However, in order to get the true value from IAG, it needs to happen at a strategic level that is driven from a top-down approach as well as on a day-to-day basis within IT and business operations.
This is according to Amanda Hechter, managing consultant at Mobius Consulting, who will be presenting on ‘Taking access management beyond tick-box compliance', at the ITWeb Security Summit 2018, to be held from 21 to 25 May at Vodacom World in Midrand.
Speaking of what businesses are doing wrong when it comes to IAG, she says they are placing too much focus on compliance, and not enough focus on how to gain the true value from IAG.
"Moreover, they are not defining clear IAG strategies, not building IAG operating models with a long-term view of sustaining capabilities, and not fully embedding IAG across the organisation."

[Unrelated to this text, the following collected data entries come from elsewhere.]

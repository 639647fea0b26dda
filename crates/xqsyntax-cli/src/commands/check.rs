use xqsyntax_lib::{Parse, Parser, Profile};

use super::input::{Input, load_or_exit};
use crate::cli::InputArgs;

pub struct CheckArgs {
    pub input: InputArgs,
    pub strict: bool,
    pub color: bool,
    pub profile: Profile,
}

pub fn run(args: CheckArgs) {
    let input = load_or_exit(&args.input);
    let parse = match Parser::for_source(&input.source)
        .with_profile(args.profile)
        .parse()
    {
        Ok(parse) => parse,
        Err(e) => {
            eprintln!("error: {}", e);
            std::process::exit(1);
        }
    };

    let report = render(&input, &parse, args.color);
    if !report.is_empty() {
        eprint!("{}", report);
    }
    if !passes(&parse, args.strict) {
        std::process::exit(1);
    }

    // Silent on success (like cargo check)
}

/// Whether the parse is acceptable: no errors, and with `strict` no warnings.
pub fn passes(parse: &Parse, strict: bool) -> bool {
    let diagnostics = parse.diagnostics();
    !diagnostics.has_errors() && !(strict && diagnostics.has_warnings())
}

/// Diagnostics with cascades suppressed, labelled with the input's name.
pub fn render(input: &Input, parse: &Parse, color: bool) -> String {
    parse
        .diagnostics()
        .filtered_printer(&input.source)
        .path(&input.name)
        .colored(color)
        .render()
}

To reap the benefits of IAG, Hechter says businesses need to clearly define what IAG means for their organisations and what they intend to gain from it. "They need to work with all key role players involved in IAG, seeing this as an organisation-wide problem and opportunity for improvement."When implemented correctly, she says IAG offers real information security control for the protection of information. "IAG also has business-enabling capabilities that ensure the right people have the right access, and most importantly in this case, at the right time."
IAG also offers risk-based access management, so that access management become about managing access based on risk and not just managing access to be compliant, she adds.
Delegates attending Hechter's talk will learn how to build a business case for IAG, and how a high level and holistic approach can ensure the success of IAG implementations. They will also learn about the aspects that need to be considered when implementing IAG solutions.